The damage to the building was extensive due to what was referred to as an explosion. Most of the initial reporting stated that the vehicle was not plugged in, citing claims from the owner, with local authorities faulting the car almost immediately.
“It was a fully electric vehicle, and there was nothing around that could have caused the explosion. We will be following up … closely with the owner to understand the problem in anticipation of other cases,” Louise Desrosiers, a Division Chief from the Montreal Fire Department, told CBC/Radio-Canada.
VÉHICULE ÉLECTRIQUE: La batterie d’un Hyundai Kona aurait explosé alors que le véhicule était stationné dans un garage résidentiel. La rue Montigny fermée à la circulation automobile le temps de l’intervention. L’explosion a projeter la porte de garage chez le voisin. pic.twitter.com/ud5rJS7PpV
— Mathieu Wagner (@MWagnerRC) July 27, 2019
Subsequent reports have been less clear cut. “It is still too early to draw conclusions as to what may have caused the incident,” Gabrielle Fontaine-Giroux of the Montreal Fire Department told Automotive News. “The [department] is ensuring proper follow-up with electric vehicle experts.”
Presently, there’s no consensus as to whether the EV (purchased just months prior) was actually at fault or if it had truly been left unplugged. However the explosion claims appear legitimate. Photographs from the scene show the garage minus one door and roof. Meanwhile, the Kona was heavily charred in regions one would find the most meaningful electric components.
Thus far, the general rule has been that battery electric vehicles are no more of a fire hazard than gasoline-powered cars. But a recent “rash” of EV-related fires in China has drummed up concerns that the industry is not taking the proper precautions. While reports of lithium-ion batteries catching fire (most often due to overheating during charging spells) have gone up, there’s really not much to suggest this is a widespread problem damning the technology. It does encourage one to raise an eyebrow, however, as most of the incidents occur under mysterious circumstances during routine operations.
Hyundai Canada said it was in contact with the Kona’s owner and was also investigating the cause of the fire. “We are working with authorities and fire investigators in Montreal to understand the root cause of the incident, as this is not yet known.

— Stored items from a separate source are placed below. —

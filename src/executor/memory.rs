use crate::executor::{Actor, Executor, ExecutorDirectory, ExecutorId, Group, TemporaryGroup};
use anyhow::{Result, anyhow};
use async_trait::async_trait;
use dashmap::DashMap;
use serde_json::Value;
use std::collections::BTreeSet;
use std::sync::atomic::{AtomicU64, Ordering};

pub struct InMemoryExecutorDirectory {
    next_id: AtomicU64,
    executors: DashMap<ExecutorId, Executor>,
    // Map<GroupId, Set<ActorId>>
    memberships: DashMap<ExecutorId, BTreeSet<ExecutorId>>,
}

impl InMemoryExecutorDirectory {
    pub fn new() -> Self {
        Self {
            next_id: AtomicU64::new(1),
            executors: DashMap::new(),
            memberships: DashMap::new(),
        }
    }

    fn allocate_id(&self) -> ExecutorId {
        ExecutorId(self.next_id.fetch_add(1, Ordering::SeqCst))
    }

    pub fn add_actor(&self, name: &str) -> Actor {
        let actor = Actor { id: self.allocate_id(), name: name.to_string() };
        self.executors.insert(actor.id, Executor::Actor(actor.clone()));
        actor
    }

    pub fn add_group(&self, name: &str, members: &[&Actor]) -> Group {
        let group = Group { id: self.allocate_id(), name: name.to_string() };
        self.executors.insert(group.id, Executor::Group(group.clone()));
        self.memberships.insert(group.id, members.iter().map(|a| a.id).collect());
        group
    }

    pub fn actor(&self, name: &str) -> Option<Actor> {
        self.executors.iter().find_map(|e| match e.value() {
            Executor::Actor(a) if a.name == name => Some(a.clone()),
            _ => None,
        })
    }

    /// Temporary groups that have not been deleted yet.
    pub fn temporary_groups(&self) -> Vec<TemporaryGroup> {
        self.executors
            .iter()
            .filter_map(|e| match e.value() {
                Executor::TemporaryGroup(g) => Some(g.clone()),
                _ => None,
            })
            .collect()
    }

    fn lookup(&self, identity: &Value) -> Option<Executor> {
        match identity {
            Value::String(name) => self.by_name(name),
            Value::Number(n) => n.as_u64().and_then(|id| self.by_id(ExecutorId(id))),
            Value::Object(obj) => {
                if let Some(id) = obj.get("id").and_then(|v| v.as_u64()) {
                    self.by_id(ExecutorId(id))
                } else {
                    obj.get("name").and_then(|v| v.as_str()).and_then(|n| self.by_name(n))
                }
            }
            _ => None,
        }
    }

    fn by_id(&self, id: ExecutorId) -> Option<Executor> {
        self.executors.get(&id).map(|e| e.value().clone())
    }

    fn by_name(&self, name: &str) -> Option<Executor> {
        // Actors win over groups sharing the same name.
        let mut found: Option<Executor> = None;
        for entry in self.executors.iter() {
            if entry.value().name() != name {
                continue;
            }
            match entry.value() {
                Executor::Actor(_) => return Some(entry.value().clone()),
                other => {
                    if found.is_none() {
                        found = Some(other.clone());
                    }
                }
            }
        }
        found
    }
}

impl Default for InMemoryExecutorDirectory {
    fn default() -> Self {
        Self::new()
    }
}

#[async_trait]
impl ExecutorDirectory for InMemoryExecutorDirectory {
    async fn resolve_actor(&self, identity: &Value) -> Result<Option<Actor>> {
        Ok(match self.lookup(identity) {
            Some(Executor::Actor(a)) => Some(a),
            _ => None,
        })
    }

    async fn resolve_executor(&self, identity: &Value) -> Result<Option<Executor>> {
        Ok(self.lookup(identity))
    }

    async fn group_members(&self, group: ExecutorId) -> Result<Vec<Actor>> {
        let ids: Vec<ExecutorId> = self
            .memberships
            .get(&group)
            .map(|m| m.iter().copied().collect())
            .ok_or_else(|| anyhow!("Group not found: {}", group))?;

        Ok(ids
            .into_iter()
            .filter_map(|id| match self.by_id(id) {
                Some(Executor::Actor(a)) => Some(a),
                _ => None,
            })
            .collect())
    }

    async fn create_temporary_group(&self, scope_key: &str) -> Result<TemporaryGroup> {
        let group = TemporaryGroup { id: self.allocate_id(), name: scope_key.to_string() };
        self.executors.insert(group.id, Executor::TemporaryGroup(group.clone()));
        self.memberships.insert(group.id, BTreeSet::new());
        Ok(group)
    }

    async fn add_member(&self, group: &TemporaryGroup, actor: &Actor) -> Result<()> {
        let mut members = self
            .memberships
            .get_mut(&group.id)
            .ok_or_else(|| anyhow!("Group not found: {}", group.name))?;
        members.insert(actor.id);
        Ok(())
    }

    async fn remove_member(&self, group: &TemporaryGroup, actor: &Actor) -> Result<()> {
        let mut members = self
            .memberships
            .get_mut(&group.id)
            .ok_or_else(|| anyhow!("Group not found: {}", group.name))?;
        members.remove(&actor.id);
        Ok(())
    }

    async fn delete_group(&self, group: &TemporaryGroup) -> Result<()> {
        self.memberships.remove(&group.id);
        self.executors
            .remove(&group.id)
            .map(|_| ())
            .ok_or_else(|| anyhow!("Group not found: {}", group.name))
    }
}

As is always the case, the safety of our customers is our first priority and we will push to fully understand the issue as quickly as possible,” a spokesperson explained.
Fire investigators hope to have something definitive soon.
ToolGuy on Jul 30, 2019
Relevant movie quote: "Relax, all right? My old man is a television repairman, he's got this ultimate set of tools. I can fix it!" - Jeff Spicoli Alarmingly, the intact Kona in the picture above appears to be molting (one wonders what features were deleted to cover the cost of redundant taillight assemblies).